When Isabelle Lefebvre first started quail farming, she treated the birds almost like pets.
“When I didn’t have that many, I used to have three in the house all winter in a little rabbit cage,” she said.
Sometimes she even let them run around her house.
Three years later, now that her covey of quails has grown to almost 40 birds, they don’t get to wander the halls of her Mayo Road home anymore.
They have their own coup beside the horse stalls.
Originally from Lac Saint-Jean, Quebec, Lefebvre didn’t grow up on a farm and quail eggs were never a part of her diet.
“I don’t know why I got into it,” she said. “I just thought it was fun but then I found out how healthy they (the eggs) are.”
In Canada, the small speckled eggs are a delicacy normally seen in a fancy restaurant as garnish for haute cuisine.
But quail eggs are much more common in other parts of the world.
South Americans garnish their hamburgers and hotdogs with them.
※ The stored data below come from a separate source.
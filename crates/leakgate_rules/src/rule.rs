//! Rule definition types for privacy and secret detection.

use std::fmt;
use std::str::FromStr;

use serde::{Deserialize, Serialize};

/// Error returned when parsing an invalid severity string.
#[derive(Debug, Clone, PartialEq, Eq)]
pub struct ParseSeverityError {
    invalid_value: Box<str>,
}

impl ParseSeverityError {
    fn new(value: &str) -> Self {
        Self {
            invalid_value: value.into(),
        }
    }

    /// Returns the invalid value that caused the parse failure.
    #[must_use]
    pub fn invalid_value(&self) -> &str {
        &self.invalid_value
    }
}

impl fmt::Display for ParseSeverityError {
    fn fmt(&self, f: &mut fmt::Formatter<'_>) -> fmt::Result {
        write!(
            f,
            "invalid severity '{}': expected one of 'info', 'low', 'medium', 'high'",
            self.invalid_value
        )
    }
}

impl std::error::Error for ParseSeverityError {}

/// How serious a detected leak is.
#[derive(Debug, Clone, Copy, PartialEq, Eq, PartialOrd, Ord, Hash, Serialize, Deserialize)]
#[serde(rename_all = "lowercase")]
pub enum Severity {
    /// Informational - degradations, truncations, and skipped files.
    Info,
    /// Low risk - the leak only survives in history or is weakly identifying.
    Low,
    /// Medium risk - identifying information that should not be published.
    Medium,
    /// High risk - live credentials or directly identifying personal data.
    High,
}

impl Severity {
    /// All severity levels in ascending order.
    pub const ALL: [Self; 4] = [Self::Info, Self::Low, Self::Medium, Self::High];
}

impl fmt::Display for Severity {
    fn fmt(&self, f: &mut fmt::Formatter<'_>) -> fmt::Result {
        let s = match self {
            Self::Info => "info",
            Self::Low => "low",
            Self::Medium => "medium",
            Self::High => "high",
        };
        write!(f, "{s}")
    }
}

impl FromStr for Severity {
    type Err = ParseSeverityError;

    fn from_str(s: &str) -> Result<Self, Self::Err> {
        match s.to_lowercase().as_str() {
            "info" => Ok(Self::Info),
            "low" => Ok(Self::Low),
            "medium" => Ok(Self::Medium),
            "high" => Ok(Self::High),
            _ => Err(ParseSeverityError::new(s)),
        }
    }
}

/// What kind of leak a finding describes.
#[derive(Debug, Clone, Copy, PartialEq, Eq, PartialOrd, Ord, Hash, Serialize, Deserialize)]
#[serde(rename_all = "kebab-case")]
pub enum Category {
    /// Commit author names and emails that identify a person or machine.
    AuthorIdentity,
    /// Live credentials in tracked content.
    ContentSecret,
    /// Personally identifiable information in tracked content.
    ContentPii,
    /// Secrets reachable through past commits.
    HistorySecret,
    /// Required exclusion patterns missing from the ignore configuration.
    IgnoreGap,
    /// Filesystem paths that embed a username or hostname.
    PathLeak,
}

impl Category {
    /// Returns the human-readable display name for this category.
    #[must_use]
    pub const fn name(self) -> &'static str {
        match self {
            Self::AuthorIdentity => "Author Identity",
            Self::ContentSecret => "Credentials in Content",
            Self::ContentPii => "Personal Data in Content",
            Self::HistorySecret => "Secrets in History",
            Self::IgnoreGap => "Ignore Configuration Gaps",
            Self::PathLeak => "Path & Host Leaks",
        }
    }

    /// Returns the recommended remediation for findings in this category.
    #[must_use]
    pub const fn remediation(self) -> &'static str {
        match self {
            Self::AuthorIdentity => {
                "Set a work or noreply identity with git config user.name/user.email, then rewrite the offending commits."
            }
            Self::ContentSecret => "Revoke the credential immediately, rotate it, and remove it from the file.",
            Self::ContentPii => "Remove the personal data or replace it with a placeholder before publishing.",
            Self::HistorySecret => {
                "Rewrite history with git filter-repo to drop the file, then rotate any credential it held."
            }
            Self::IgnoreGap => "Add the missing pattern to .gitignore before committing sensitive files.",
            Self::PathLeak => "Replace absolute paths with relative ones or environment variables.",
        }
    }

    /// Returns the lowercase identifier used in rule IDs and reports.
    #[must_use]
    pub const fn as_str(self) -> &'static str {
        match self {
            Self::AuthorIdentity => "author-identity",
            Self::ContentSecret => "content-secret",
            Self::ContentPii => "content-pii",
            Self::HistorySecret => "history-secret",
            Self::IgnoreGap => "ignore-gap",
            Self::PathLeak => "path-leak",
        }
    }
}

impl fmt::Display for Category {
    fn fmt(&self, f: &mut fmt::Formatter<'_>) -> fmt::Result {
        write!(f, "{}", self.as_str())
    }
}

/// A predicate that rejects a regex match as a false positive.
///
/// Receives the full line and the matched text; returning `true`
/// suppresses the match.
pub type SuppressFn = fn(line: &str, matched: &str) -> bool;

/// A single rule definition for detecting one kind of leak.
#[derive(Debug, Clone)]
pub struct RuleDef {
    /// Unique identifier in `"category/name"` format (e.g. `"content-secret/github-pat"`).
    pub id: &'static str,
    /// The category findings from this rule carry.
    pub category: Category,
    /// Short human-readable name (e.g. `"GitHub Personal Access Token"`).
    pub name: &'static str,
    /// Longer description of what this rule detects.
    pub description: &'static str,
    /// Severity assigned to every match; never computed from context.
    pub severity: Severity,
    /// The regular expression used to match leaking text.
    pub regex: &'static str,
    /// Keywords for Aho-Corasick pre-filtering.
    pub keywords: &'static [&'static str],
    /// Optional false-positive filter applied to each match.
    pub suppress: Option<SuppressFn>,
    /// Remediation text overriding the category default, if any.
    pub remediation: Option<&'static str>,
}

impl RuleDef {
    /// Returns the remediation guidance for this rule, falling back to
    /// the category default.
    #[must_use]
    pub const fn remediation_text(&self) -> &'static str {
        match self.remediation {
            Some(text) => text,
            None => self.category.remediation(),
        }
    }
}

/// Creates a `RuleDef` with `suppress` and `remediation` defaulting to `None`.
#[macro_export]
macro_rules! rule {
    (
        id: $id:expr,
        category: $category:expr,
        name: $name:expr,
        description: $description:expr,
        severity: $severity:expr,
        regex: $regex:expr,
        keywords: $keywords:expr $(,)?
    ) => {
        $crate::rule!(
            id: $id,
            category: $category,
            name: $name,
            description: $description,
            severity: $severity,
            regex: $regex,
            keywords: $keywords,
            suppress: None,
            remediation: None,
        )
    };
    (
        id: $id:expr,
        category: $category:expr,
        name: $name:expr,
        description: $description:expr,
        severity: $severity:expr,
        regex: $regex:expr,
        keywords: $keywords:expr,
        suppress: $suppress:expr $(,)?
    ) => {
        $crate::rule!(
            id: $id,
            category: $category,
            name: $name,
            description: $description,
            severity: $severity,
            regex: $regex,
            keywords: $keywords,
            suppress: $suppress,
            remediation: None,
        )
    };
    (
        id: $id:expr,
        category: $category:expr,
        name: $name:expr,
        description: $description:expr,
        severity: $severity:expr,
        regex: $regex:expr,
        keywords: $keywords:expr,
        suppress: $suppress:expr,
        remediation: $remediation:expr $(,)?
    ) => {
        $crate::RuleDef {
            id: $id,
            category: $category,
            name: $name,
            description: $description,
            severity: $severity,
            regex: $regex,
            keywords: $keywords,
            suppress: $suppress,
            remediation: $remediation,
        }
    };
}

#[cfg(test)]
mod tests {
    use super::*;

    #[test]
    fn severity_orders_info_to_high() {
        assert!(Severity::Info < Severity::Low);
        assert!(Severity::Low < Severity::Medium);
        assert!(Severity::Medium < Severity::High);
    }

    #[test]
    fn severity_display_formats_as_lowercase() {
        assert_eq!(format!("{}", Severity::Info), "info");
        assert_eq!(format!("{}", Severity::High), "high");
    }

    #[test]
    fn severity_from_str_is_case_insensitive() {
        assert_eq!(Severity::from_str("HIGH"), Ok(Severity::High));
        assert_eq!(Severity::from_str("Info"), Ok(Severity::Info));
    }

    #[test]
    fn severity_from_str_returns_error_for_invalid_value() {
        let result = Severity::from_str("critical");
        assert!(result.is_err());

        let err = result.unwrap_err();
        assert_eq!(err.invalid_value(), "critical");
        assert!(err.to_string().contains("critical"));
        assert!(err.to_string().contains("expected one of"));
    }

    #[test]
    fn parse_severity_error_implements_std_error() {
        let err = ParseSeverityError::new("bad");
        let _: &dyn std::error::Error = &err;
    }

    #[test]
    fn category_as_str_matches_rule_id_prefix() {
        assert_eq!(Category::ContentSecret.as_str(), "content-secret");
        assert_eq!(Category::IgnoreGap.as_str(), "ignore-gap");
    }

    #[test]
    fn categories_are_orderable_for_grouping() {
        let mut categories = vec![Category::PathLeak, Category::AuthorIdentity, Category::IgnoreGap];
        categories.sort();
        assert_eq!(categories[0], Category::AuthorIdentity);
    }

    #[test]
    fn category_name_is_human_readable() {
        assert_eq!(Category::AuthorIdentity.name(), "Author Identity");
        assert_eq!(Category::PathLeak.name(), "Path & Host Leaks");
    }

    #[test]
    fn rule_remediation_falls_back_to_category() {
        let rule = crate::rule! {
            id: "content-pii/test",
            category: Category::ContentPii,
            name: "Test",
            description: "Test rule.",
            severity: Severity::Low,
            regex: "x",
            keywords: &[],
        };
        assert_eq!(rule.remediation_text(), Category::ContentPii.remediation());
    }

    #[test]
    fn rule_remediation_prefers_explicit_text() {
        let rule = crate::rule! {
            id: "content-pii/test",
            category: Category::ContentPii,
            name: "Test",
            description: "Test rule.",
            severity: Severity::Low,
            regex: "x",
            keywords: &[],
            suppress: None,
            remediation: Some("Do the thing."),
        };
        assert_eq!(rule.remediation_text(), "Do the thing.");
    }
}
In the Philippines and Vietnam, the soft-boiled eggs are battered, deep-fried and sold on the streets as beer snacks.
Though they’re not as common today, people have been eating quail eggs since the beginning of recorded history.
In traditional Chinese medicine, quail eggs have been used to treat everything from asthma to eczema.
Though modern medicine doesn’t consider them to be a panacea, they are still considered something of a wonder food.
They might be tiny, but quail eggs pack quite a nutritious punch.
On average a quail egg contains more protein, phosphorus, calcium, iron and vitamins than a chicken egg, even though the typical chicken egg is four times larger.
And Lefebvre’s eggs are a little bigger than average.
She mixed the stock she originally got from a woman in Carmacks with another strain she imported from Quebec.
The result was a beefier bird with bigger eggs.
So big that she has to put the eggs in regular cartons because they wouldn’t fit in the special quail-sized ones she bought.
But the little eggs aren’t just nutritious, they’re delicious too.
“I find them creamier,” said Lefebvre. “They’re not as dry as a chicken egg.
“It’s different, it’s more of a precious little thing.”
Most of the time, she eats her quail eggs on toast, but they can be used in almost any recipe that calls for chicken eggs, it just takes a few more of them.
Lefebvre uses them to make fresh pasta, she’s pickled them and just the other day she devilled some. However, the latter is not something she recommends.
“They’re very cute if you want to impress your girlfriend,” she said, “But oh my god, it’s a lot of work.”
For the birds themselves, laying the eggs is a lot of work as well.
On average, a female quail only lives for about a year and a half. The males last a bit longer.
“The males don’t produce eggs every day so they live longer,” said Lefebvre. “Females have to lay every day so it’s a lot of work. They don’t seem to last as long.”
She has one male that has been used for breeding since the beginning.
Though the birds have been farmed for centuries, they aren’t as tame as chickens.
“They’re a little on the wild side,” said Lefebvre. “They look cute and pretty, but sometimes they can be pretty territorial.
“I put little branches in there so if they have any arguments they can go hide.”
They’re also a little bit racist.
“I’ve got some white ones but I don’t keep too many,” she said. “It’s funny, the other kind (brown ones) don’t really like them. They beat them up for some reason.”
Right now Lefebvre sells about 14 dozen eggs every week to a few customers around town.
In the summer, she sells her eggs at the Whitehorse farmers’ market, but she doesn’t have any plans to expand the operation any time soon.
“I don’t know if there’s a big demand,” she said. “My big goal is just to educate people because people don’t know quail eggs at all.”
Those who do get to know them seem to like them, said Lefebvre.
“I have two people who, when they travel, they bring their eggs on holiday,” she said.